Work order: Find and copy every line in the records that includes the string "const".

[Saved entries]

########

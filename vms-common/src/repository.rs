//! Voucher persistence contract and its SQLite implementation
//!
//! Services only talk to [`VoucherRepository`]; `SqliteVoucherRepository` is
//! the production backend. Default queries see active vouchers only.
//!
//! **Note:** `update_one` is an upsert keyed by id. Calling it with an id
//! that has no row creates one, so callers must check existence first.

use crate::pagination::ListQuery;
use crate::voucher::{NewVoucher, Voucher, DATE_FORMAT};
use crate::{Error, Result};
use async_trait::async_trait;
use chrono::{DateTime, NaiveDate, SecondsFormat, SubsecRound, Utc};
use sqlx::sqlite::SqliteRow;
use sqlx::{QueryBuilder, Row, Sqlite, SqlitePool};

/// Rows per multi-row INSERT statement
const INSERT_CHUNK_SIZE: usize = 200;

/// Codes per `IN (...)` list
const LOOKUP_CHUNK_SIZE: usize = 500;

const SELECT_COLUMNS: &str =
    "SELECT id, voucher_code, discount_percent, expiry_date, created_at, updated_at, deleted_at FROM vouchers";

/// Storage operations the voucher services depend on
#[async_trait]
pub trait VoucherRepository: Send + Sync {
    /// One page of active vouchers plus the total number of matches
    async fn find_paged(&self, query: &ListQuery) -> Result<(Vec<Voucher>, i64)>;

    /// Active voucher by id
    async fn find_by_id(&self, id: i64) -> Result<Option<Voucher>>;

    /// Voucher by id, soft-deleted or not
    async fn find_by_id_with_deleted(&self, id: i64) -> Result<Option<Voucher>>;

    /// Active voucher by exact (case-sensitive) code
    async fn find_by_code(&self, code: &str) -> Result<Option<Voucher>>;

    /// Which of `codes` are already used by active vouchers
    async fn existing_codes_among(&self, codes: &[String]) -> Result<Vec<String>>;

    async fn insert_one(&self, voucher: &NewVoucher) -> Result<Voucher>;

    /// Insert all vouchers or none of them
    async fn insert_many(&self, vouchers: &[NewVoucher]) -> Result<u64>;

    /// Write every field of `voucher` by id (upsert)
    async fn update_one(&self, voucher: &Voucher) -> Result<Voucher>;

    async fn soft_delete_by_id(&self, id: i64) -> Result<()>;
}

/// SQLite-backed voucher repository
#[derive(Clone)]
pub struct SqliteVoucherRepository {
    pool: SqlitePool,
}

impl SqliteVoucherRepository {
    pub fn new(pool: SqlitePool) -> Self {
        Self { pool }
    }

    pub fn pool(&self) -> &SqlitePool {
        &self.pool
    }
}

/// Current time at the precision we store
fn now() -> DateTime<Utc> {
    Utc::now().trunc_subsecs(6)
}

/// Fixed-width RFC 3339 so text order matches time order
fn format_timestamp(ts: &DateTime<Utc>) -> String {
    ts.to_rfc3339_opts(SecondsFormat::Micros, true)
}

fn parse_timestamp(raw: &str) -> Result<DateTime<Utc>> {
    DateTime::parse_from_rfc3339(raw)
        .map(|ts| ts.with_timezone(&Utc))
        .map_err(|e| Error::Internal(format!("Invalid timestamp in database '{}': {}", raw, e)))
}

fn format_date(date: &NaiveDate) -> String {
    date.format(DATE_FORMAT).to_string()
}

fn voucher_from_row(row: &SqliteRow) -> Result<Voucher> {
    let expiry_raw: String = row.try_get("expiry_date")?;
    let expiry_date = NaiveDate::parse_from_str(&expiry_raw, DATE_FORMAT)
        .map_err(|e| Error::Internal(format!("Invalid expiry date in database '{}': {}", expiry_raw, e)))?;

    let created_at: String = row.try_get("created_at")?;
    let updated_at: String = row.try_get("updated_at")?;
    let deleted_at: Option<String> = row.try_get("deleted_at")?;

    Ok(Voucher {
        id: row.try_get("id")?,
        voucher_code: row.try_get("voucher_code")?,
        discount_percent: row.try_get("discount_percent")?,
        expiry_date,
        created_at: parse_timestamp(&created_at)?,
        updated_at: parse_timestamp(&updated_at)?,
        deleted_at: deleted_at.as_deref().map(parse_timestamp).transpose()?,
    })
}

/// Escape LIKE wildcards so the search text matches literally
fn like_pattern(search: &str) -> String {
    let escaped = search
        .replace('\\', "\\\\")
        .replace('%', "\\%")
        .replace('_', "\\_");
    format!("%{}%", escaped)
}

fn push_filters(qb: &mut QueryBuilder<'_, Sqlite>, query: &ListQuery) {
    qb.push(" WHERE deleted_at IS NULL");
    if let Some(search) = &query.search {
        qb.push(" AND LOWER(voucher_code) LIKE LOWER(")
            .push_bind(like_pattern(search))
            .push(") ESCAPE '\\'");
    }
}

#[async_trait]
impl VoucherRepository for SqliteVoucherRepository {
    async fn find_paged(&self, query: &ListQuery) -> Result<(Vec<Voucher>, i64)> {
        let mut count_qb = QueryBuilder::<Sqlite>::new("SELECT COUNT(*) FROM vouchers");
        push_filters(&mut count_qb, query);
        let total: i64 = count_qb
            .build_query_scalar()
            .fetch_one(&self.pool)
            .await?;

        let mut qb = QueryBuilder::<Sqlite>::new(SELECT_COLUMNS);
        push_filters(&mut qb, query);
        let direction = query.order.keyword();
        qb.push(format!(
            " ORDER BY {} {}, id {}",
            query.sort.column(),
            direction,
            direction
        ));
        qb.push(" LIMIT ")
            .push_bind(query.limit)
            .push(" OFFSET ")
            .push_bind(query.offset());

        let rows = qb.build().fetch_all(&self.pool).await?;
        let vouchers = rows
            .iter()
            .map(voucher_from_row)
            .collect::<Result<Vec<_>>>()?;

        Ok((vouchers, total))
    }

    async fn find_by_id(&self, id: i64) -> Result<Option<Voucher>> {
        let row = sqlx::query(&format!("{} WHERE id = ? AND deleted_at IS NULL", SELECT_COLUMNS))
            .bind(id)
            .fetch_optional(&self.pool)
            .await?;
        row.as_ref().map(voucher_from_row).transpose()
    }

    async fn find_by_id_with_deleted(&self, id: i64) -> Result<Option<Voucher>> {
        let row = sqlx::query(&format!("{} WHERE id = ?", SELECT_COLUMNS))
            .bind(id)
            .fetch_optional(&self.pool)
            .await?;
        row.as_ref().map(voucher_from_row).transpose()
    }

    async fn find_by_code(&self, code: &str) -> Result<Option<Voucher>> {
        let row = sqlx::query(&format!(
            "{} WHERE voucher_code = ? AND deleted_at IS NULL LIMIT 1",
            SELECT_COLUMNS
        ))
        .bind(code)
        .fetch_optional(&self.pool)
        .await?;
        row.as_ref().map(voucher_from_row).transpose()
    }

    async fn existing_codes_among(&self, codes: &[String]) -> Result<Vec<String>> {
        let mut existing = Vec::new();

        for chunk in codes.chunks(LOOKUP_CHUNK_SIZE) {
            let mut qb = QueryBuilder::<Sqlite>::new(
                "SELECT voucher_code FROM vouchers WHERE deleted_at IS NULL AND voucher_code IN (",
            );
            let mut separated = qb.separated(", ");
            for code in chunk {
                separated.push_bind(code.clone());
            }
            separated.push_unseparated(")");

            let found: Vec<String> = qb.build_query_scalar().fetch_all(&self.pool).await?;
            existing.extend(found);
        }

        Ok(existing)
    }

    async fn insert_one(&self, voucher: &NewVoucher) -> Result<Voucher> {
        let ts = now();
        let result = sqlx::query(
            r#"
            INSERT INTO vouchers (voucher_code, discount_percent, expiry_date, created_at, updated_at)
            VALUES (?, ?, ?, ?, ?)
            "#,
        )
        .bind(&voucher.voucher_code)
        .bind(voucher.discount_percent)
        .bind(format_date(&voucher.expiry_date))
        .bind(format_timestamp(&ts))
        .bind(format_timestamp(&ts))
        .execute(&self.pool)
        .await?;

        Ok(Voucher {
            id: result.last_insert_rowid(),
            voucher_code: voucher.voucher_code.clone(),
            discount_percent: voucher.discount_percent,
            expiry_date: voucher.expiry_date,
            created_at: ts,
            updated_at: ts,
            deleted_at: None,
        })
    }

    async fn insert_many(&self, vouchers: &[NewVoucher]) -> Result<u64> {
        if vouchers.is_empty() {
            return Ok(0);
        }

        let ts = format_timestamp(&now());
        let mut tx = self.pool.begin().await?;
        let mut inserted = 0u64;

        for chunk in vouchers.chunks(INSERT_CHUNK_SIZE) {
            let mut qb = QueryBuilder::<Sqlite>::new(
                "INSERT INTO vouchers (voucher_code, discount_percent, expiry_date, created_at, updated_at) ",
            );
            qb.push_values(chunk, |mut row, voucher| {
                row.push_bind(voucher.voucher_code.clone())
                    .push_bind(voucher.discount_percent)
                    .push_bind(format_date(&voucher.expiry_date))
                    .push_bind(ts.clone())
                    .push_bind(ts.clone());
            });

            inserted += qb.build().execute(&mut *tx).await?.rows_affected();
        }

        tx.commit().await?;
        Ok(inserted)
    }

    async fn update_one(&self, voucher: &Voucher) -> Result<Voucher> {
        let updated_at = now();
        sqlx::query(
            r#"
            INSERT INTO vouchers (id, voucher_code, discount_percent, expiry_date, created_at, updated_at, deleted_at)
            VALUES (?, ?, ?, ?, ?, ?, ?)
            ON CONFLICT(id) DO UPDATE SET
                voucher_code = excluded.voucher_code,
                discount_percent = excluded.discount_percent,
                expiry_date = excluded.expiry_date,
                updated_at = excluded.updated_at,
                deleted_at = excluded.deleted_at
            "#,
        )
        .bind(voucher.id)
        .bind(&voucher.voucher_code)
        .bind(voucher.discount_percent)
        .bind(format_date(&voucher.expiry_date))
        .bind(format_timestamp(&voucher.created_at))
        .bind(format_timestamp(&updated_at))
        .bind(voucher.deleted_at.as_ref().map(format_timestamp))
        .execute(&self.pool)
        .await?;

        Ok(Voucher {
            updated_at,
            ..voucher.clone()
        })
    }

    async fn soft_delete_by_id(&self, id: i64) -> Result<()> {
        let ts = format_timestamp(&now());
        let result = sqlx::query(
            "UPDATE vouchers SET deleted_at = ?, updated_at = ? WHERE id = ? AND deleted_at IS NULL",
        )
        .bind(&ts)
        .bind(&ts)
        .bind(id)
        .execute(&self.pool)
        .await?;

        if result.rows_affected() == 0 {
            return Err(Error::NotFound(format!("voucher {}", id)));
        }
        Ok(())
    }
}
//! Bulk upload and export endpoints

use axum::{
    extract::{
        multipart::{MultipartError, MultipartRejection},
        rejection::JsonRejection,
        Multipart, State,
    },
    http::header::{CONTENT_DISPOSITION, CONTENT_TYPE},
    http::StatusCode,
    response::IntoResponse,
    Json,
};
use serde::Deserialize;
use tracing::info;
use vms_common::VoucherCandidate;

use super::response::ApiResponse;
use super::vouchers::json_body;
use crate::services::{BatchReport, ImportReport, MAX_BATCH_SIZE};
use crate::{ApiError, ApiResult, AppState};

/// Largest accepted CSV upload
pub const MAX_UPLOAD_BYTES: usize = 5 * 1024 * 1024;

/// Request body limit for the upload route (file plus multipart framing)
pub const UPLOAD_BODY_LIMIT: usize = MAX_UPLOAD_BYTES + 64 * 1024;

const UPLOAD_FIELD: &str = "file";

fn too_large() -> ApiError {
    ApiError::BadRequest("File size exceeds 5MB".to_string())
}

/// Body-limit hits while streaming the form count as an oversized file
fn multipart_error(e: MultipartError) -> ApiError {
    if e.status() == StatusCode::PAYLOAD_TOO_LARGE {
        too_large()
    } else {
        ApiError::BadRequest(format!("Invalid multipart body: {}", e))
    }
}

#[derive(Debug, Deserialize)]
pub struct BatchUploadRequest {
    pub vouchers: Vec<VoucherCandidate>,
}

/// POST /api/v1/vouchers/upload-csv
///
/// Expects multipart field `file` holding a `.csv` file of at most 5 MB.
pub async fn upload_csv(
    State(state): State<AppState>,
    multipart: Result<Multipart, MultipartRejection>,
) -> ApiResult<Json<ApiResponse<ImportReport>>> {
    let mut multipart = multipart.map_err(|e| ApiError::BadRequest(e.body_text()))?;

    let mut upload = None;
    while let Some(field) = multipart.next_field().await.map_err(multipart_error)? {
        if field.name() != Some(UPLOAD_FIELD) {
            continue;
        }

        let file_name = field.file_name().unwrap_or_default().to_string();
        if !file_name.ends_with(".csv") {
            return Err(ApiError::BadRequest("Only CSV files are allowed".to_string()));
        }

        let bytes = field.bytes().await.map_err(multipart_error)?;
        upload = Some((file_name, bytes));
        break;
    }

    let (file_name, bytes) =
        upload.ok_or_else(|| ApiError::BadRequest("File is required".to_string()))?;
    if bytes.len() > MAX_UPLOAD_BYTES {
        return Err(too_large());
    }

    info!(file = %file_name, bytes = bytes.len(), "Received CSV upload");
    let report = state.importer.import_csv(&bytes).await?;
    Ok(Json(ApiResponse::with_message("CSV import completed", report)))
}

/// POST /api/v1/vouchers/upload-batch
pub async fn upload_batch(
    State(state): State<AppState>,
    body: Result<Json<BatchUploadRequest>, JsonRejection>,
) -> ApiResult<Json<ApiResponse<BatchReport>>> {
    let request = json_body(body)?;
    if request.vouchers.len() > MAX_BATCH_SIZE {
        return Err(ApiError::BadRequest(format!(
            "Batch size exceeds {}",
            MAX_BATCH_SIZE
        )));
    }

    let report = state.importer.import_batch(&request.vouchers).await?;
    Ok(Json(ApiResponse::success(report)))
}

/// GET /api/v1/vouchers/export
pub async fn export_csv(State(state): State<AppState>) -> ApiResult<impl IntoResponse> {
    let bytes = state.vouchers.export_csv().await?;
    Ok((
        [
            (CONTENT_TYPE, "text/csv"),
            (CONTENT_DISPOSITION, "attachment; filename=vouchers.csv"),
        ],
        bytes,
    ))
}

########

Response to the task:
const INSERT_CHUNK_SIZE: usize = 200;
const LOOKUP_CHUNK_SIZE: usize = 500;
const SELECT_COLUMNS: &str =
pub const MAX_UPLOAD_BYTES: usize = 5 * 1024 * 1024;
pub const UPLOAD_BODY_LIMIT: usize = MAX_UPLOAD_BYTES + 64 * 1024;
const UPLOAD_FIELD: &str = "file";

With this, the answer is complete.